§1.1 Field of the Invention
The present invention concerns Internet security. More specifically, the present invention concerns defending against distributed denial of service (DDoS) attacks on networks.
§1.2 Background Information
§1.2.1 Defense Systems for DDoS Attacks
DDoS attacks aim to interrupt localized Internet services by making them temporarily unavailable by flooding the victim (a single Web host or an entire stub network served by an ISP) with a high volume of legitimate malicious packets originating from many different sources. To stop DDoS attacks, while they are in course, without manual identification, characterization, and filter configuration on ISP routers, methods based on marking and traceback protocols (See, e.g., S. Bellovin, M. Leech, and T. Taylor, “ICMP Traceback Messages,” draft-ietf-itrace-01.txt, Internet draft, October 2001; and A. Yaar, A. Perrig, and D. Song, “FIT: Fast Internet Traceback,” IEEE Infocom, March 2005.) and pushback mechanisms (See e.g., J. Ioannidis and S. M. Bellovin, “Implementing Pushback: Router-Based Defense Against DDoS Attacks,” Network and Distributed System Security Symp., February 2002; and D. K. Y. Yau, J. C. S. Lui, and F. Liang, “Defending Against Distributed Denial-of-Service Attacks with Max-min Fair Servercentric Router Throttles,” IWQoS, 2002) have recently been proposed.

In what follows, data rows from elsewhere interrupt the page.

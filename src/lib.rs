//! A strided, multi-dimensional storage engine with a pluggable backend
//! registry.
//!
//! This crate is the storage layer beneath a tensor/autograd stack, not the
//! stack itself: it has no notion of a compute graph, gradients, or an
//! optimizer. What it does provide is everything those layers build on top
//! of — [`Layout`](layout::Layout) (shape, strides, broadcasting, reshape,
//! transpose), a [`Backend`](backend::Backend) protocol that element-type
//! and device variants implement (only `cpu_f32` ships here), a process-wide
//! [`backend_registry`] mapping names to backends, a thread-local
//! [`storage_registry`] that tracks which storages alias the same
//! allocation and frees scoped temporaries on every exit path, and the
//! [`storage`] façade that ties all of the above into the public operations
//! (`init`, `view`, `transpose`, `reshape`, `contiguous`, `gemm`, `axpy`,
//! `reduce`, `free`).
//!
//! Call [`init_library`] once before touching anything else; [`cleanup_library`]
//! tears the registries back down. Both are idempotent.

pub mod backend;
pub mod backend_registry;
pub mod cpu_backend;
pub mod error;
pub mod layout;
pub mod shape;
pub mod storage;
pub mod storage_registry;

pub use error::{Error, ErrorCode, Result};
pub use layout::{Layout, TENSOR_DIM};
pub use shape::Shape;
pub use storage::Storage;

use std::sync::atomic::{AtomicBool, Ordering};

static INITIALIZED: AtomicBool = AtomicBool::new(false);

/// Brings up the backend registry (registering the built-in `cpu_f32`
/// backend) and the storage registry. Re-entrant: a second call is a no-op,
/// matching the reference design's `init_library` contract.
pub fn init_library() -> Result<()> {
    if INITIALIZED.swap(true, Ordering::SeqCst) {
        return Ok(());
    }
    backend_registry::init_builtin_backends()?;
    log::debug!("storage engine initialized");
    Ok(())
}

/// Tears down the storage registry, then the backend registry. Safe to call
/// even if no storage was ever created; any storage still registered at
/// this point leaks its backend buffer rather than being force-freed, since
/// cleanup does not know which handles the caller still holds.
pub fn cleanup_library() {
    if !INITIALIZED.swap(false, Ordering::SeqCst) {
        return;
    }
    storage_registry::cleanup();
    backend_registry::cleanup();
    log::debug!("storage engine cleaned up");
}

pub fn is_initialized() -> bool {
    INITIALIZED.load(Ordering::SeqCst)
}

Intrusion pattern recognition has also been proposed by the data mining community to automate extraction of hidden predictive information from databases, including offline machine-learning approaches (See, e.g., W. Lee and S. J. Stolfo, “Data Mining Approaches for Intrusion Detection,” the 7th USENlX Security Symp., January 1998; and D. Marchette, “A Statistical Method for Profiling Network Traffic,” the 1st USENIX Workshop on Intrusion Detection and Network Monitoring, April 1999) and online as is the D-WARD approach (See, e.g., J. Mirkovic, G. Prier, and P. Reiher, “Attacking DDoS at the Source,” ICNP, November 2002). A combination of static and dynamic statistical filters has also been proposed in (See, e.g., Q. Li, E. C. Chang, and M. C. Chan, “On the Effectiveness of DDoS Attacks on Statistical Filtering,” IEEE Infocom, March 2005).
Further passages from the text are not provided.